With a diode laser, energization for an interval of 10 nanoseconds to 1
microsecond with power levels on the order of 1-20 milliwatts is used to
affect the magnetic state of the recording medium during "write" and
"erase" operations, whereas a lower power level which does not alter the
magnetic state of the medium is used for "read" operations. Nucleating
micrometer size spot domains in a gadolinium terbium cobalt (GdTbCo) film,
for example, can be achieved by locally heating the film with seven
milliwatts of laser power for a 300 nanosecond pulse duration without an
externally applied magnetic field. A spot domain written with a pulse of
300 nanoseconds duration can be completely erased by a succeeding pulse of
100-200 nanoseconds duration at the same power level. With 12 milliwatts
of laser power, a spot domain written with a 100 nanosecond pulse can be
erased by a 30-80 nanosecond pulse; a spot domain written with a 150
nanosecond pulse can be erased with a 35-130 nanosecond pulse; and a spot
domain written with a 200 nanosecond pulse can be erased with a 45-175
nanosecond pulse. A one-shot multivibrator 31 is connected to power source
30 and set to produce a pulse of duration D.sub.1 corresponding to the
longer "write" pulse, and a one-shot multivibrator 32 is connected to
power source 30 and set to produce a pulse of duration D.sub.2
corresponding to the shorter "erase" pulse.
Lens 18 should be configured to focus the beam, at the half power diameter
thereof, to an area having a diameter somewhat less than the diameter of
the region to be heated. In both writing and erasing in accordance with
this invention, the object in selecting the laser pulse power is to heat
an area above the compensation point without significant heating above the
Curie temperature. Thus, localized heating raises the temperature above
the compensation point, and causes a localized decrease in the coercivity,
of substantially only a limited region into which data is to be written.
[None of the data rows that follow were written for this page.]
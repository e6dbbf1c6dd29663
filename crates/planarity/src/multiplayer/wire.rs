use std::fmt::Write;

use crate::geometry::Point;
use crate::graph::{Edge, GraphError, MAX_EDGES, MIN_EDGES, NODE_COUNT, Nodes};

/// Topic both peers publish and subscribe on.
pub const TOPIC: &str = "planarity/connecting";

/// Terminator of the node payload.
pub const SENTINEL: u8 = b'e';

/// Control messages exchanged during the rendezvous.
#[derive(Debug, Clone, Copy, PartialEq, Eq, Hash)]
pub enum Token {
    Join,
    Host,
    HostReady,
    JoinReady,
    HostWon,
    JoinWon,
    Received,
}

impl Token {
    pub fn as_str(&self) -> &'static str {
        match self {
            Self::Join => "Join",
            Self::Host => "Host",
            Self::HostReady => "HostReady",
            Self::JoinReady => "JoinReady",
            Self::HostWon => "HostWon",
            Self::JoinWon => "JoinWon",
            Self::Received => "Received",
        }
    }

    /// Match the start of `message` against the tokens, longest first.
    pub fn parse(message: &str) -> Option<Token> {
        const BY_LENGTH: [Token; 7] = [
            Token::HostReady,
            Token::JoinReady,
            Token::Received,
            Token::HostWon,
            Token::JoinWon,
            Token::Host,
            Token::Join,
        ];
        BY_LENGTH
            .into_iter()
            .find(|token| message.starts_with(token.as_str()))
    }
}

impl std::fmt::Display for Token {
    fn fmt(&self, f: &mut std::fmt::Formatter<'_>) -> std::fmt::Result {
        f.write_str(self.as_str())
    }
}

#[derive(Debug, Clone, PartialEq, Eq, thiserror::Error)]
pub enum DecodeError {
    #[error("payload contains no digits")]
    Empty,

    #[error("unexpected {found:?} at byte {pos}")]
    UnexpectedChar { pos: usize, found: char },

    #[error("payload ends mid-tuple at byte {pos}")]
    Truncated { pos: usize },

    #[error("number at byte {pos} does not fit")]
    InvalidNumber { pos: usize },

    #[error("expected {expected} nodes, found {found}")]
    WrongNodeCount { expected: usize, found: usize },

    #[error("expected at least {min} edges, found {found}")]
    TooFewEdges { min: usize, found: usize },

    #[error("node payload is missing its 'e' terminator")]
    MissingSentinel,

    #[error("node {index} at {point} lies outside the playfield")]
    OutOfBounds { index: usize, point: Point },

    #[error("invalid edge: {0}")]
    Graph(#[from] GraphError),

    #[error("trailing data after terminator at byte {pos}")]
    TrailingData { pos: usize },
}

/// `"<x>,<y>;"` per node in index order, then `e`.
pub fn encode_nodes(nodes: &Nodes) -> String {
    let mut out = String::with_capacity(NODE_COUNT * 8 + 1);
    for (_, p) in nodes.iter() {
        let _ = write!(out, "{},{};", p.x, p.y);
    }
    out.push(SENTINEL as char);
    out
}

/// `"<src>,<dst>;"` per edge in order, no terminator.
pub fn encode_edges(edges: &[Edge]) -> String {
    let mut out = String::with_capacity(edges.len() * 4);
    for edge in edges {
        let (a, b) = edge.endpoints();
        let _ = write!(out, "{a},{b};");
    }
    out
}

/// Decode a node payload: exactly six tuples, the terminator, all inside the playfield.
pub fn decode_nodes(payload: &str) -> Result<Nodes, DecodeError> {
    let scan = Scanner::new(payload)?.tuples()?;
    if !scan.terminated {
        return Err(DecodeError::MissingSentinel);
    }
    if scan.tuples.len() != NODE_COUNT {
        return Err(DecodeError::WrongNodeCount {
            expected: NODE_COUNT,
            found: scan.tuples.len(),
        });
    }

    let mut nodes = Nodes::default();
    for (index, &(x, y)) in scan.tuples.iter().enumerate() {
        let point = Point::new(x, y);
        if !point.in_playfield() {
            return Err(DecodeError::OutOfBounds { index, point });
        }
        nodes.0[index] = point;
    }
    Ok(nodes)
}

/// Decode an edge payload of ten to twelve tuples. A trailing terminator
/// is tolerated.
pub fn decode_edges(payload: &str) -> Result<Vec<Edge>, DecodeError> {
    let scan = Scanner::new(payload)?.tuples()?;
    let found = scan.tuples.len();
    if found > MAX_EDGES {
        return Err(GraphError::TooManyEdges(found).into());
    }
    if found < MIN_EDGES {
        return Err(DecodeError::TooFewEdges {
            min: MIN_EDGES,
            found,
        });
    }
    // The scanner only yields unsigned numbers.
    scan.tuples
        .into_iter()
        .map(|(a, b)| Edge::from_indices(a as usize, b as usize).map_err(DecodeError::from))
        .collect()
}

struct Scan {
    tuples: Vec<(i32, i32)>,
    terminated: bool,
}

/// Byte cursor over a payload.
struct Scanner<'a> {
    bytes: &'a [u8],
    pos: usize,
}

impl<'a> Scanner<'a> {
    /// Position the cursor on the first digit, as the payload may carry a
    /// prefix from the broker client.
    fn new(payload: &'a str) -> Result<Self, DecodeError> {
        let bytes = payload
            .trim_end_matches(|c: char| c.is_whitespace() || c == '\0')
            .as_bytes();
        let pos = bytes
            .iter()
            .position(u8::is_ascii_digit)
            .ok_or(DecodeError::Empty)?;
        Ok(Self { bytes, pos })
    }

    fn peek(&self) -> Option<u8> {
        self.bytes.get(self.pos).copied()
    }

    fn skip_spaces(&mut self) {
        while self.peek() == Some(b' ') {
            self.pos += 1;
        }
    }

    fn unexpected(&self, found: u8) -> DecodeError {
        DecodeError::UnexpectedChar {
            pos: self.pos,
            found: found as char,
        }
    }

    fn number(&mut self) -> Result<i32, DecodeError> {
        let start = self.pos;
        match self.peek() {
            None => return Err(DecodeError::Truncated { pos: self.pos }),
            Some(b) if !b.is_ascii_digit() => return Err(self.unexpected(b)),
            Some(_) => {}
        }
        while self.peek().is_some_and(|b| b.is_ascii_digit()) {
            self.pos += 1;
        }
        std::str::from_utf8(&self.bytes[start..self.pos])
            .ok()
            .and_then(|digits| digits.parse().ok())
            .ok_or(DecodeError::InvalidNumber { pos: start })
    }

    fn expect(&mut self, want: u8) -> Result<(), DecodeError> {
        match self.peek() {
            None => Err(DecodeError::Truncated { pos: self.pos }),
            Some(b) if b == want => {
                self.pos += 1;
                Ok(())
            }
            Some(b) => Err(self.unexpected(b)),
        }
    }

    /// `(<n>,<n>;)*` optionally followed by the terminator.
    fn tuples(mut self) -> Result<Scan, DecodeError> {
        let mut tuples = Vec::new();
        loop {
            self.skip_spaces();
            match self.peek() {
                None => {
                    return Ok(Scan {
                        tuples,
                        terminated: false,
                    });
                }
                Some(SENTINEL) => {
                    self.pos += 1;
                    self.skip_spaces();
                    if self.peek().is_some() {
                        return Err(DecodeError::TrailingData { pos: self.pos });
                    }
                    return Ok(Scan {
                        tuples,
                        terminated: true,
                    });
                }
                Some(_) => {}
            }

            let first = self.number()?;
            self.skip_spaces();
            self.expect(b',')?;
            self.skip_spaces();
            let second = self.number()?;
            self.skip_spaces();
            self.expect(b';')?;
            tuples.push((first, second));
        }
    }
}

#[cfg(test)]
mod unit_tests {
    use super::*;

    #[test]
    fn token_prefers_longest_match() {
        assert_eq!(Token::parse("HostReady"), Some(Token::HostReady));
        assert_eq!(Token::parse("HostWon"), Some(Token::HostWon));
        assert_eq!(Token::parse("Host"), Some(Token::Host));
        assert_eq!(Token::parse("Join\0\0"), Some(Token::Join));
        assert_eq!(Token::parse("join"), None);
        assert_eq!(Token::parse("12,40;"), None);
    }

    #[test]
    fn scanner_skips_prefix_and_padding() {
        let nodes = decode_nodes("  \u{1}5,41;6,42;7,43;8,44;9,45;10,46;e\0\0").unwrap();
        assert_eq!(nodes.0[0], Point::new(5, 41));
        assert_eq!(nodes.0[5], Point::new(10, 46));
    }

    #[test]
    fn spaces_inside_tuples_are_allowed() {
        let payload = format!("0, 1; 1 ,2;{}", "0,3;".repeat(8));
        let edges = decode_edges(&payload).unwrap();
        assert_eq!(edges.len(), 10);
        assert_eq!(edges[1], Edge::from_indices(1, 2).unwrap());
    }

    #[test]
    fn missing_comma_is_unexpected() {
        assert_eq!(
            decode_edges("0;1;"),
            Err(DecodeError::UnexpectedChar { pos: 1, found: ';' })
        );
    }

    #[test]
    fn cut_off_tuple_is_truncated() {
        assert_eq!(decode_edges("0,1;2,"), Err(DecodeError::Truncated { pos: 6 }));
    }

    #[test]
    fn huge_number_is_invalid() {
        assert_eq!(
            decode_edges("99999999999,1;"),
            Err(DecodeError::InvalidNumber { pos: 0 })
        );
    }
}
The data written on a track of disk 10 can be non-destructively read
therefrom by causing a reading light beam of linear-polarized light from
laser 14, energized by a low level power source (not shown in FIG. 1) of
amplitude insufficient to heat an area to a temperature high enough that
the magnetization changes, to be projected toward the disk surface. In the
reflected beam, polarization is rotated in a direction dependent upon the
direction of the net magnetic moment. The polarization of the reflected
beam can therefore be analyzed to determine the binary state of the data
stored in the region being read.
The present invention facilitates spot domain recording and erasing of
previously written information in selected regions of the magneto-optic
medium. The method employs the self demagnetizing field created within a
reheated region by the specially formulated thin film magneto-optic
recording medium (with a compensation temperature in the range of
40.degree. to 140.degree. C. and a Curie point temperature at least
50.degree. C. above the compensation temperature) to reverse the net
magnetization of the region and thus eliminate the requirement for an
externally applied bias magnetic field. The physical processes believed to
be involved will be described hereinafter in conjunction with FIGS. 2a-2h.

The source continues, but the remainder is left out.